Dysmenorrhoea is one of the most common gynaecological symptoms affecting the quality of life of menstruating women. Its meaning, 'painful menstruation', is Greek in origin (dys meaning painful; meno meaning monthly; and rhoe meaning flow). It is experienced as lower abdominal pain or uterine cramps that occur during the few days prior to and/or during menstruation, and usually subsides at the end of menstruation.
Dysmenorrhoea is sub-categorised into primary and secondary, although it is not always easy to distinguish between the two based on history and examination alone:
Primary dysmenorrhoea occurs in the absence of pelvic pathology
Secondary dysmenorrhoea occurs in the presence of pelvic pathology.
The prevalence is difficult to determine because different definitions and criteria are used and dysmenorrhoea is often underestimated and undertreated. One systematic review of chronic pelvic pain and dysmenorrhoea quotes a prevalence of between 47% to 97%. A cross-sectional study reported dysmenorrhoea in 72% of young women at the age of 19 years, and in 15% of them, it was severe and affected daily activities. It can lead to absenteeism from work or school, with up to 50% reporting at least one episode of absence, and 5% to 14% reporting frequent absence.

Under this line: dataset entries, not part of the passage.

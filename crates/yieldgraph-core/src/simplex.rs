//! Tableau simplex solver.
//!
//! Operates in place on a [`Matrix`] of shape `(m + 1) x (n + 1)`: the first
//! `m` rows are constraints, the last row is the objective, the first `n`
//! columns are decision variables and the last column is the right-hand side.
//!
//! The tableau must already describe a basic feasible solution. There is no
//! phase-one search; starting from an infeasible tableau yields meaningless
//! values rather than an error.
//!
//! Entering columns are chosen by the most negative objective coefficient
//! (Dantzig's rule). The first degenerate pivot switches the run to Bland's
//! rule, which cannot cycle, and an iteration cap bounds the loop regardless.

use tracing::{debug, trace, warn};

use crate::matrix::Matrix;
use crate::rational::{Rational, RationalError};

// ---------------------------------------------------------------------------
// Options and outcomes
// ---------------------------------------------------------------------------

/// How entering columns and tied leaving rows are chosen.
#[derive(Debug, Clone, Copy, PartialEq, Eq, Default)]
pub enum PivotRule {
    /// Most negative objective coefficient; ties go to the first column.
    #[default]
    Dantzig,
    /// First negative objective coefficient; tied ratios go to the row whose
    /// basic variable has the lowest column index.
    Bland,
}

/// Sign an entry in the entering column must have for its row to take part
/// in the ratio test. In both cases the ratio is `rhs / entry` and the
/// smallest one wins.
#[derive(Debug, Clone, Copy, PartialEq, Eq, Default)]
pub enum RowSign {
    /// Textbook ratio test for `<=` rows with slack columns: an eligible row
    /// has a strictly positive entry.
    #[default]
    Positive,
    /// For constraint assembly that stores rows negated, so an eligible row
    /// has a strictly negative entry.
    Negative,
}

impl RowSign {
    fn admits(self, x: &Rational) -> bool {
        match self {
            RowSign::Positive => x.is_positive(),
            RowSign::Negative => x.is_negative(),
        }
    }
}

#[derive(Debug, Clone, Copy, PartialEq, Eq)]
pub struct SimplexOptions {
    /// Pivot budget before giving up with
    /// [`SimplexOutcome::IterationLimitExceeded`].
    pub max_iterations: usize,
    pub rule: PivotRule,
    /// Switch to [`PivotRule::Bland`] after the first zero-ratio pivot.
    pub bland_fallback: bool,
    pub row_sign: RowSign,
}

impl Default for SimplexOptions {
    fn default() -> Self {
        Self {
            max_iterations: 10_000,
            rule: PivotRule::Dantzig,
            bland_fallback: true,
            row_sign: RowSign::Positive,
        }
    }
}

/// Result of a simplex run. The tableau is left in whatever state the run
/// reached.
#[derive(Debug, Clone, Copy, PartialEq, Eq)]
pub enum SimplexOutcome {
    /// No negative objective coefficient remains.
    Optimal { pivots: usize },
    /// The entering column has no eligible pivot row.
    Unbounded { column: usize },
    IterationLimitExceeded { pivots: usize },
}

#[derive(Debug, Clone, PartialEq, thiserror::Error)]
pub enum SimplexError {
    #[error("tableau needs at least one constraint row and one variable column, got {rows}x{cols}")]
    Degenerate { rows: usize, cols: usize },
    #[error(transparent)]
    Rational(#[from] RationalError),
}

// ---------------------------------------------------------------------------
// Pivoting
// ---------------------------------------------------------------------------

/// Gauss-Jordan step: scale `row` so `(row, col)` becomes 1, then eliminate
/// `col` from every other row.
///
/// Fails with [`RationalError::DivisionByZero`] if the pivot cell is zero.
pub fn pivot(a: &mut Matrix, row: usize, col: usize) -> Result<(), RationalError> {
    let inverse = a.index(row, col).invert()?;
    a.mul_row(row, &inverse);
    let pivot_row = a.row(row).to_vec();
    for r in 0..a.rows() {
        if r == row {
            continue;
        }
        let ratio = a.index(r, col).clone();
        if ratio.is_zero() {
            continue;
        }
        for (c, other) in pivot_row.iter().enumerate() {
            if other.is_zero() {
                continue;
            }
            let x = a.index(r, c) - &(other * &ratio);
            a.set_index(r, c, x);
        }
    }
    Ok(())
}

/// Ratio test on `col` followed by a pivot on the winning row.
///
/// Eligible rows have an entry in `col` of the given sign; the smallest
/// `rhs / entry` wins, first row on ties. Returns the pivot row, or `None`
/// when no row is eligible (the tableau is left untouched).
pub fn pivot_col(
    a: &mut Matrix,
    col: usize,
    sign: RowSign,
) -> Result<Option<usize>, RationalError> {
    if a.rows() == 0 || a.cols() == 0 {
        return Ok(None);
    }
    let Some((row, _)) = leaving_row(a, col, PivotRule::Dantzig, sign)? else {
        return Ok(None);
    };
    pivot(a, row, col)?;
    Ok(Some(row))
}

fn entering_column(a: &Matrix, rule: PivotRule) -> Option<usize> {
    let objective = a.row(a.rows() - 1);
    let structural = &objective[..objective.len() - 1];
    match rule {
        PivotRule::Bland => structural.iter().position(Rational::is_negative),
        PivotRule::Dantzig => {
            let mut best: Option<(usize, &Rational)> = None;
            for (col, x) in structural.iter().enumerate() {
                if !x.is_negative() {
                    continue;
                }
                if best.is_none_or(|(_, min)| x < min) {
                    best = Some((col, x));
                }
            }
            best.map(|(col, _)| col)
        }
    }
}

fn leaving_row(
    a: &Matrix,
    col: usize,
    rule: PivotRule,
    sign: RowSign,
) -> Result<Option<(usize, Rational)>, RationalError> {
    let rhs = a.cols() - 1;
    let mut best: Option<(usize, Rational)> = None;
    for row in 0..a.rows().saturating_sub(1) {
        let x = a.index(row, col);
        if !sign.admits(x) {
            continue;
        }
        let ratio = a.index(row, rhs).checked_div(x)?;
        let better = match &best {
            None => true,
            Some((best_row, best_ratio)) => {
                ratio < *best_ratio
                    || (rule == PivotRule::Bland
                        && ratio == *best_ratio
                        && bland_key(a, row) < bland_key(a, *best_row))
            }
        };
        if better {
            best = Some((row, ratio));
        }
    }
    Ok(best)
}

fn bland_key(a: &Matrix, row: usize) -> (usize, usize) {
    (basic_column(a, row).unwrap_or(usize::MAX), row)
}

/// The structural column that is basic in `row`, if any.
fn basic_column(a: &Matrix, row: usize) -> Option<usize> {
    (0..a.cols() - 1).find(|&col| is_unit_column(a, col, row))
}

fn is_unit_column(a: &Matrix, col: usize, row: usize) -> bool {
    (0..a.rows()).all(|r| {
        let x = a.index(r, col);
        if r == row { x.is_one() } else { x.is_zero() }
    })
}

// ---------------------------------------------------------------------------
// Driver
// ---------------------------------------------------------------------------

/// Pivot until the objective row has no negative coefficient.
pub fn simplex(a: &mut Matrix, options: &SimplexOptions) -> Result<SimplexOutcome, SimplexError> {
    if a.rows() < 2 || a.cols() < 2 {
        return Err(SimplexError::Degenerate {
            rows: a.rows(),
            cols: a.cols(),
        });
    }
    debug!(rows = a.rows(), cols = a.cols(), "running simplex");

    let mut rule = options.rule;
    let mut pivots = 0;
    loop {
        let Some(col) = entering_column(a, rule) else {
            debug!(pivots, "tableau optimal");
            return Ok(SimplexOutcome::Optimal { pivots });
        };
        if pivots >= options.max_iterations {
            warn!(pivots, "simplex iteration limit reached");
            return Ok(SimplexOutcome::IterationLimitExceeded { pivots });
        }
        let Some((row, ratio)) = leaving_row(a, col, rule, options.row_sign)? else {
            warn!(column = col, "no eligible pivot row, objective unbounded");
            return Ok(SimplexOutcome::Unbounded { column: col });
        };
        if ratio.is_zero() && options.bland_fallback && rule == PivotRule::Dantzig {
            debug!(pivots, "degenerate pivot, switching to Bland's rule");
            rule = PivotRule::Bland;
        }
        trace!(row, col, %ratio, "pivot");
        pivot(a, row, col)?;
        pivots += 1;
    }
}

/// Bottom-right cell of the tableau.
pub fn objective_value(a: &Matrix) -> Option<&Rational> {
    let row = a.rows().checked_sub(1)?;
    let col = a.cols().checked_sub(1)?;
    Some(a.index(row, col))
}

/// Value of each structural variable in the tableau's current basis.
///
/// Each constraint row contributes its right-hand side to the first column
/// that is a unit vector on that row; every other variable is zero.
pub fn basic_solution(a: &Matrix) -> Vec<Rational> {
    if a.rows() == 0 || a.cols() == 0 {
        return Vec::new();
    }
    let rhs = a.cols() - 1;
    let mut values = vec![Rational::zero(); rhs];
    for row in 0..a.rows() - 1 {
        if let Some(col) = basic_column(a, row) {
            values[col] = a.index(row, rhs).clone();
        }
    }
    values
}

#[cfg(test)]
mod tests {
    use super::*;

    fn rat(p: i64, q: i64) -> Rational {
        Rational::new(p, q).unwrap()
    }

    fn tableau(rows: &[&[i64]]) -> Matrix {
        Matrix::from_rows(
            rows.iter()
                .map(|r| r.iter().map(|&x| Rational::from(x)).collect())
                .collect(),
        )
        .unwrap()
    }

    #[test]
    fn pivot_produces_unit_column() {
        // x + y = 3, x - y = 1
        let mut a = tableau(&[&[1, 1, 3], &[1, -1, 1]]);
        pivot(&mut a, 0, 0).unwrap();
        assert_eq!(a.index(0, 0), &rat(1, 1));
        assert!(a.index(1, 0).is_zero());
        pivot(&mut a, 1, 1).unwrap();
        assert_eq!(a, tableau(&[&[1, 0, 2], &[0, 1, 1]]));
    }

    #[test]
    fn pivot_on_zero_fails() {
        let mut a = tableau(&[&[0, 1, 3], &[1, -1, 1]]);
        assert_eq!(pivot(&mut a, 0, 0), Err(RationalError::DivisionByZero));
    }

    #[test]
    fn pivot_col_picks_min_ratio() {
        let mut a = tableau(&[&[1, 2, 1, 0, 4], &[3, 1, 0, 1, 6], &[-1, -1, 0, 0, 0]]);
        assert_eq!(pivot_col(&mut a, 0, RowSign::Positive), Ok(Some(1)));
        assert_eq!(a.row(1), &[rat(1, 1), rat(1, 3), rat(0, 1), rat(1, 3), rat(2, 1)]);
    }

    #[test]
    fn pivot_col_without_eligible_row_is_noop() {
        let mut a = tableau(&[&[-1, 1, 1, 1], &[-1, 0, 0, 0]]);
        let before = a.clone();
        assert_eq!(pivot_col(&mut a, 0, RowSign::Positive), Ok(None));
        assert_eq!(a, before);
    }

    #[test]
    fn solves_two_constraint_lp() {
        // maximize x + y  s.t.  x + 2y <= 4,  3x + y <= 6
        let mut a = tableau(&[&[1, 2, 1, 0, 4], &[3, 1, 0, 1, 6], &[-1, -1, 0, 0, 0]]);
        let outcome = simplex(&mut a, &SimplexOptions::default()).unwrap();
        assert_eq!(outcome, SimplexOutcome::Optimal { pivots: 2 });
        assert_eq!(objective_value(&a), Some(&rat(14, 5)));
        let solution = basic_solution(&a);
        assert_eq!(solution[..2], [rat(8, 5), rat(6, 5)]);
        assert!(solution[2..].iter().all(Rational::is_zero));
    }

    #[test]
    fn solves_three_constraint_lp() {
        // maximize 3x + 5y  s.t.  x <= 4,  2y <= 12,  3x + 2y <= 18
        let mut a = tableau(&[
            &[1, 0, 1, 0, 0, 4],
            &[0, 2, 0, 1, 0, 12],
            &[3, 2, 0, 0, 1, 18],
            &[-3, -5, 0, 0, 0, 0],
        ]);
        let outcome = simplex(&mut a, &SimplexOptions::default()).unwrap();
        assert_eq!(outcome, SimplexOutcome::Optimal { pivots: 2 });
        assert_eq!(objective_value(&a), Some(&rat(36, 1)));
        let solution = basic_solution(&a);
        assert_eq!(solution[0], rat(2, 1));
        assert_eq!(solution[1], rat(6, 1));
    }

    #[test]
    fn already_optimal_does_nothing() {
        let mut a = tableau(&[&[1, 0, 5], &[0, 2, 7]]);
        let before = a.clone();
        let outcome = simplex(&mut a, &SimplexOptions::default()).unwrap();
        assert_eq!(outcome, SimplexOutcome::Optimal { pivots: 0 });
        assert_eq!(a, before);
    }

    #[test]
    fn reports_unbounded_column() {
        // maximize x  s.t.  -x + y <= 1
        let mut a = tableau(&[&[-1, 1, 1, 1], &[-1, 0, 0, 0]]);
        let outcome = simplex(&mut a, &SimplexOptions::default()).unwrap();
        assert_eq!(outcome, SimplexOutcome::Unbounded { column: 0 });
    }

    #[test]
    fn negated_rows_need_negative_sign() {
        // maximize x  s.t.  x <= 4, with the constraint row stored negated
        let negated = tableau(&[&[-1, -1, -4], &[-1, 0, 0]]);

        let mut a = negated.clone();
        let outcome = simplex(&mut a, &SimplexOptions::default()).unwrap();
        assert_eq!(outcome, SimplexOutcome::Unbounded { column: 0 });

        let mut a = negated;
        let options = SimplexOptions {
            row_sign: RowSign::Negative,
            ..SimplexOptions::default()
        };
        let outcome = simplex(&mut a, &options).unwrap();
        assert_eq!(outcome, SimplexOutcome::Optimal { pivots: 1 });
        assert_eq!(objective_value(&a), Some(&rat(4, 1)));
    }

    #[test]
    fn respects_iteration_limit() {
        let mut a = tableau(&[&[1, 2, 1, 0, 4], &[3, 1, 0, 1, 6], &[-1, -1, 0, 0, 0]]);
        let options = SimplexOptions {
            max_iterations: 1,
            ..SimplexOptions::default()
        };
        let outcome = simplex(&mut a, &options).unwrap();
        assert_eq!(outcome, SimplexOutcome::IterationLimitExceeded { pivots: 1 });
    }

    #[test]
    fn rejects_empty_tableau() {
        let mut a = Matrix::new(1, 3);
        assert_eq!(
            simplex(&mut a, &SimplexOptions::default()),
            Err(SimplexError::Degenerate { rows: 1, cols: 3 })
        );
    }

    #[test]
    fn bland_rule_takes_first_negative_column() {
        let a = tableau(&[&[1, 1, 1, 4], &[-1, -3, 0, 0]]);
        assert_eq!(entering_column(&a, PivotRule::Bland), Some(0));
        assert_eq!(entering_column(&a, PivotRule::Dantzig), Some(1));
    }

    #[test]
    fn basic_column_detection() {
        let a = tableau(&[&[1, 2, 0, 4], &[0, 3, 1, 6], &[0, -1, 0, 0]]);
        assert_eq!(basic_column(&a, 0), Some(0));
        assert_eq!(basic_column(&a, 1), Some(2));
    }
}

Factors that correlate positively with dysmenorrhoea are smoking, early menarche, nulliparity, and family history. Dysmenorrhoea is not associated with the duration of the menstrual cycle, but it usually coexists with heavy menstrual bleeding. Many women experience delays in diagnosis and management. Validated questionnaires of patient reported outcomes may be useful in the initial assessment of dysmenorrhoea and in assessing response to treatment.
Primary dysmenorrhoea often occurs in the 6 to 12 months following menarche, once ovulatory cycles have been established. It is more common in adolescents and women under 30 years, although underlying pathology may still be present. Endometriosis is common in adolescents, found in 70% of girls with dysmenorrhoea at laparoscopy.
Pain due to primary dysmenorrhoea is usually lower abdominal and cramping in nature, and may radiate to the back and inner thigh. It usually occurs at the onset of menstruation, or precedes it by only a few hours, and typically lasts between 8 and 72 hours. The pain may be associated with other systemic symptoms such as vomiting, nausea, diarrhoea, fatigue, and headache. There may also be increased sensitivity to pain. The diagnosis can be made clinically. Investigations fail to reveal an underlying pelvic pathology.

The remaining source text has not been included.